#### [TASK DESCRIPTION]
For each line of the listing that contains "core", make a copy and return it.

#### [SOURCE INFORMATION]
Content starts

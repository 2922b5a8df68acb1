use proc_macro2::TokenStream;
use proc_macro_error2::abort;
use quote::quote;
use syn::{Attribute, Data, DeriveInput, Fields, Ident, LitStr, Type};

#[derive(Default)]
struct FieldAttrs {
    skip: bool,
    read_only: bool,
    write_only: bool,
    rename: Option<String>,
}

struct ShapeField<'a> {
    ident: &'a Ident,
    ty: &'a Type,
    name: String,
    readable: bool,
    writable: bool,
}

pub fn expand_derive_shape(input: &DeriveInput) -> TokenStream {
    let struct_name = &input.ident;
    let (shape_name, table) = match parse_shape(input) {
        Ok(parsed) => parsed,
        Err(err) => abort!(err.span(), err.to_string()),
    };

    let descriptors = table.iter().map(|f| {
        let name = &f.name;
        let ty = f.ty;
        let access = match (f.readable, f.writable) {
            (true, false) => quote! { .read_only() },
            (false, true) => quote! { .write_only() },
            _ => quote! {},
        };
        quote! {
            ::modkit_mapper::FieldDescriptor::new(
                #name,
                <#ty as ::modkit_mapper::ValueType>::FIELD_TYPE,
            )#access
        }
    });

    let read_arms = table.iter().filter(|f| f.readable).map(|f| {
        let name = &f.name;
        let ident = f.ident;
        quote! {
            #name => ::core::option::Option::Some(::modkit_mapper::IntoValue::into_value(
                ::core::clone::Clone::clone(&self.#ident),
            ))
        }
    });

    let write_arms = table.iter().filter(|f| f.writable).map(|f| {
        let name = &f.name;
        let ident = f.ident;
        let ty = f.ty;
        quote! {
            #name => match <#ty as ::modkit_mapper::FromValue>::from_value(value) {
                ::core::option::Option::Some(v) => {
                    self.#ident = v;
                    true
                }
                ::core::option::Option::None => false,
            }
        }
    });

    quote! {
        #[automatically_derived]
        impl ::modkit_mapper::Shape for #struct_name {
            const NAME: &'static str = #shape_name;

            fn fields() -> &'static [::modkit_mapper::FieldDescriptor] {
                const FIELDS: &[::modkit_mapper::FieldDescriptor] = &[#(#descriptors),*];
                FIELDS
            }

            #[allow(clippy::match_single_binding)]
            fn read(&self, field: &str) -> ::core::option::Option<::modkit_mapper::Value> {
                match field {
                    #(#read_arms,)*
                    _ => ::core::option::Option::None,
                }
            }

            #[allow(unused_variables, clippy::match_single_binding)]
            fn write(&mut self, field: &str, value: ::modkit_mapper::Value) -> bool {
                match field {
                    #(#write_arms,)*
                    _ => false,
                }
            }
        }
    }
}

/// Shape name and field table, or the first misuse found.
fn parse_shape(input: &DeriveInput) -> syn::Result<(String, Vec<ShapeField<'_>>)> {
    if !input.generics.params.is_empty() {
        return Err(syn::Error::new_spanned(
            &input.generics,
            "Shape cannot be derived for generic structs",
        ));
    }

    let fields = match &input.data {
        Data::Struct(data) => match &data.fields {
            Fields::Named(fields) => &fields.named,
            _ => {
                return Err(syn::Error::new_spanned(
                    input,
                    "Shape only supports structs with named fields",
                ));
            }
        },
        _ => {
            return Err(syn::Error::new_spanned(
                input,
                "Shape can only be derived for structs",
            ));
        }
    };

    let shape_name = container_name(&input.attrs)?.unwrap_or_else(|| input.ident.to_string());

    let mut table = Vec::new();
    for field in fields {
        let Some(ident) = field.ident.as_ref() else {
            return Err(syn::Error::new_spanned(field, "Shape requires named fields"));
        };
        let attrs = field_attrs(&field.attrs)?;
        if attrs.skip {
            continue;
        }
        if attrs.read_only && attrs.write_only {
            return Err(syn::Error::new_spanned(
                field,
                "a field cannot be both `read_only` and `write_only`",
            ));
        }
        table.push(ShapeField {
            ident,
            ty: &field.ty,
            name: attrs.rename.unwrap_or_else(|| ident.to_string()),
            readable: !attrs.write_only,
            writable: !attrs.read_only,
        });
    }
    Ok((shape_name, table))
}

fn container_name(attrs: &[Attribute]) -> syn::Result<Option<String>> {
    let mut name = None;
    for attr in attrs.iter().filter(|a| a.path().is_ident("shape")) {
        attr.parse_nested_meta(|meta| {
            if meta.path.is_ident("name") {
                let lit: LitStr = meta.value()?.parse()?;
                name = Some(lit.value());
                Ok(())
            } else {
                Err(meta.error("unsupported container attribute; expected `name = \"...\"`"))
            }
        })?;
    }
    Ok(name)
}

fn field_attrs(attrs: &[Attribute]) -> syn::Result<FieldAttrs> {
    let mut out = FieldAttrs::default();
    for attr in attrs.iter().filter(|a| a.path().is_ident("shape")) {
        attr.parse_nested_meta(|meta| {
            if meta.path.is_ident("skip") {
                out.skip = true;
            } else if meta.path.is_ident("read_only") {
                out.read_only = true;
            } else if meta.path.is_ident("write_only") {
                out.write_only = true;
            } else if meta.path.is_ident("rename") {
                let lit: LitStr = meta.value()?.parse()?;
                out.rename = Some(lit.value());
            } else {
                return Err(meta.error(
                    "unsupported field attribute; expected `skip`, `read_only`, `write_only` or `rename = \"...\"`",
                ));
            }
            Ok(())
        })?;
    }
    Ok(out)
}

Content ends

#### [ANSWER BOX]
            #name => ::core::option::Option::Some(::modkit_mapper::IntoValue::into_value(
                ::core::clone::Clone::clone(&self.#ident),
                ::core::option::Option::Some(v) => {
                ::core::option::Option::None => false,
            fn read(&self, field: &str) -> ::core::option::Option<::modkit_mapper::Value> {
                    _ => ::core::option::Option::None,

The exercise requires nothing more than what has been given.